### TASK REQUIREMENTS:
From the records that follow, copy every line in which "substitutions" appears.

### DATA:
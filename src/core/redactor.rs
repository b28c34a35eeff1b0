//! Secret and PII redaction for outbound prompts.
//!
//! Redaction is a fixed, ordered sequence of regex substitutions. Narrow
//! patterns run before broad ones: a JWT would otherwise be eaten piecemeal
//! by the key/value rule, and an email's domain by nothing at all.
//!
//! Every placeholder is bracketed. Brackets are outside every pattern's
//! character classes, so a second pass never finds anything new.

use std::sync::LazyLock;

use regex::Regex;

pub const REDACTED_JWT: &str = "[REDACTED_JWT]";
pub const REDACTED_SECRET: &str = "[REDACTED_SECRET]";
pub const REDACTED_KEY: &str = "[REDACTED_KEY]";
pub const REDACTED_EMAIL: &str = "[REDACTED_EMAIL]";
pub const REDACTED_IP: &str = "[REDACTED_IP]";

/// One entry of the redaction table
#[derive(Debug, Clone, Copy)]
pub struct RedactionRule {
    /// Stable identifier, used in logs
    pub name: &'static str,
    /// Regex source
    pub pattern: &'static str,
    /// Replacement (may reference capture groups)
    pub replacement: &'static str,
}

/// The redaction table, in application order.
pub static REDACTION_RULES: &[RedactionRule] = &[
    RedactionRule {
        name: "jwt",
        pattern: r"eyJ[A-Za-z0-9_-]{5,}\.[A-Za-z0-9_-]{5,}\.[A-Za-z0-9_-]{5,}",
        replacement: REDACTED_JWT,
    },
    RedactionRule {
        name: "vendor_secret",
        pattern: r"\b(?:sk-|sk_live_|sk_test_|rk_live_|pk_live_|ghp_|gho_|ghu_|ghs_|ghr_|github_pat_|glpat-|xox[abposr]-|AKIA|hf_)[A-Za-z0-9_-]{10,}",
        replacement: REDACTED_SECRET,
    },
    RedactionRule {
        name: "key_value",
        pattern: r#"(?i)\b([A-Za-z0-9_]*?(?:api[_\- ]?key|access[_\-]?token|token|secret|password|passwd|bearer|authorization)[A-Za-z0-9_]*)(\s*[:=]\s*|\s+)["']?[A-Za-z0-9_\-./+=~]{16,}["']?"#,
        replacement: "${1}${2}[REDACTED_KEY]",
    },
    RedactionRule {
        name: "email",
        pattern: r"[A-Za-z0-9._%+-]+@[A-Za-z0-9.-]+\.[A-Za-z]{2,}",
        replacement: REDACTED_EMAIL,
    },
    RedactionRule {
        name: "ipv4",
        pattern: r"\b(?:(?:25[0-5]|2[0-4][0-9]|1[0-9][0-9]|[1-9]?[0-9])\.){3}(?:25[0-5]|2[0-4][0-9]|1[0-9][0-9]|[1-9]?[0-9])\b",
        replacement: REDACTED_IP,
    },
];

static COMPILED_RULES: LazyLock<Vec<(RedactionRule, Regex)>> = LazyLock::new(|| {
    REDACTION_RULES
        .iter()
        .filter_map(|rule| match Regex::new(rule.pattern) {
            Ok(re) => Some((*rule, re)),
            Err(e) => {
                // A broken table entry is a build defect; the unit tests catch it.
                tracing::error!(rule = rule.name, error = %e, "Invalid redaction pattern");
                None
            }
        })
        .collect()
});

/// Remove secrets and personal data from text.
///
/// Total and idempotent. Empty input yields an empty string.
pub fn redact(text: &str) -> String {
    if text.is_empty() {
        return String::new();
    }

    let mut out = text.to_string();
    for (rule, re) in COMPILED_RULES.iter() {
        if re.is_match(&out) {
            out = re.replace_all(&out, rule.replacement).into_owned();
        }
    }
    out
}

/// Count substitutions per rule, applying the rules in order.
///
/// Only counts are returned so callers can log them without leaking text.
pub fn redaction_counts(text: &str) -> Vec<(&'static str, usize)> {
    let mut counts = Vec::with_capacity(COMPILED_RULES.len());
    let mut out = text.to_string();

    for (rule, re) in COMPILED_RULES.iter() {
        let n = re.find_iter(&out).count();
        if n > 0 {
            out = re.replace_all(&out, rule.replacement).into_owned();
        }
        counts.push((rule.name, n));
    }

    counts
}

### ANSWER SPACE:
//! Redaction is a fixed, ordered sequence of regex substitutions. Narrow
/// Count substitutions per rule, applying the rules in order.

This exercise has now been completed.